VonChristian Thomasschließen
Kleine Ukraine-Bibliothek (67): „Keiner wird um etwas bitten“, neue Geschichten von Serhij Zhadan.
Mit jedem Morgen wird es ein langer Tag. Und ein unberechenbarer, vor allem „wenn die Zeit innehält wie ein Lichtstrahl auf der Schneide eines Messers“. Dieser Gedanke Serhij Zhadans aus seinem Band mit Geschichten, „Keiner wird um etwas bitten“, verweist auch auf einen literarischen Lichtblick in finsterer Zeit. Eine Prosa wie ein Laser, konzentriert, mit gebündelter Energie: „Er sagte seine Nummer. Sie wählte. Das Telefon klingelte bei ihm in der Hosentasche. Er ließ es stecken.“
Existenziell lakonisch war auch die Entscheidung Serhij Zhadans im letzten Sommer, sich zur ukrainischen Armee zu melden, als Freiwilliger, als Autor von 20 Büchern, mit 50 Jahren. Der „Serhij“ hier, in der Geschichte „Das Licht wird aufgehen über der Stadt der Gerechten“, ist ein anderer als der Autor. Es ist die Geschichte über den Verlust eines Augenlichts. „,Was ist ihm denn passiert?‘ ‚Landmine.‘“
Dieser erschütternden Szene zum Trotz kommt es in den Geschichten häufig zu einem Wiedersehen. Wie ja auch für Zhadan-Leser zu einer Wiederbegegnung mit Figuren aus seinen Romanen „Mesopotamien“ oder „Internat“, oft sozial Schwachen auf dem „Wilden Feld“ (der Ostukraine), mit der Metropole Charkiw, Zhadans Lebensmittelpunkt von Geburt an. Man könnte auf den anachronistischen Gedanken kommen, dass diese Sonderlinge ein Nachhutgefecht führen: als sog. überflüssige Menschen einen sog. Vaterländischen Befreiungskrieg gegen das sog. nihilistische Russland. Aber genug 19. Jahrhundert!

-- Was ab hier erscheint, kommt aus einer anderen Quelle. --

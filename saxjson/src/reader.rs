// SPDX-License-Identifier: Apache-2.0

//! Byte sources for the parser.

/// Trait for input sources that can provide data to the parser on-demand.
pub trait Reader {
    /// The error type returned by read operations
    type Error;

    /// Read data into the provided buffer.
    /// Returns the number of bytes read, or an error.
    ///
    /// # Contract
    /// - A return value of 0 **MUST** indicate true end of stream
    /// - Implementations **MUST NOT** return 0 unless no more data will ever be available
    /// - The returned count must not exceed `buf.len()`
    fn read(&mut self, buf: &mut [u8]) -> Result<usize, Self::Error>;
}

impl<R: Reader + ?Sized> Reader for &mut R {
    type Error = R::Error;

    fn read(&mut self, buf: &mut [u8]) -> Result<usize, Self::Error> {
        (**self).read(buf)
    }
}

/// Adapts any [`std::io::Read`] into a [`Reader`].
///
/// Reads interrupted by a signal are retried.
///
/// ```rust
/// use saxjson::{Event, IoReader, SaxHandler, SaxParser};
///
/// struct Count(usize);
/// impl SaxHandler for Count {
///     type Error = ();
///     fn handle_event(&mut self, _event: Event<'_>) -> Result<(), ()> {
///         self.0 += 1;
///         Ok(())
///     }
/// }
///
/// let input = std::io::Cursor::new(b"[true, null]".to_vec());
/// let mut count = Count(0);
/// SaxParser::new(IoReader::new(input), &mut count).parse().unwrap();
/// assert_eq!(count.0, 6);
/// ```
#[cfg(feature = "std")]
#[derive(Debug)]
pub struct IoReader<T> {
    inner: T,
}

#[cfg(feature = "std")]
impl<T: std::io::Read> IoReader<T> {
    /// Wraps a `std::io::Read` implementation.
    pub fn new(inner: T) -> Self {
        Self { inner }
    }

    /// Returns the wrapped reader.
    pub fn into_inner(self) -> T {
        self.inner
    }
}

#[cfg(feature = "std")]
impl<T: std::io::Read> Reader for IoReader<T> {
    type Error = std::io::Error;

    fn read(&mut self, buf: &mut [u8]) -> Result<usize, Self::Error> {
        loop {
            match self.inner.read(buf) {
                Err(e) if e.kind() == std::io::ErrorKind::Interrupted => continue,
                other => return other,
            }
        }
    }
}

Der Krieg des Kremls gegen die Ukraine führt nirgendwo in dem Buch an die Front. Er ist ein flächendeckender Angriff auf die gesamte Ukraine, gezielter Terror gegen das vegetative Nervensystem der Zivilbevölkerung. Ein Vernichtungskrieg gegen die kritischste Infrastruktur der Ukraine, ihre Identität. Durch die famosen Übersetzer Juri Durkot und Sabine Stöhr ist auch dieser Dialog kurz angebunden auf niederschmetternde Art und alles sagende Weise: „,Warum schießen die auf Schulen?‘, fragte er. Das sind doch Bildungseinrichtungen.‘ ,Stimmt‘, lachte der Dicke.“
Das Wort „Russen“ fällt ein einziges Mal in dem Band – wie ein Schuss. Der Krieg verlegt jedwedes Leben unter das Diktat prekärer Überlebenstechniken: „Alles kann verschwinden, wenn man nur die Augen schließt“, doch die dann folgende Aufzählung ist nicht nur lang, denn „diese ganze Ungeschütztheit, Verletzlichkeit“ lässt sich nicht zum Verschwinden bringen.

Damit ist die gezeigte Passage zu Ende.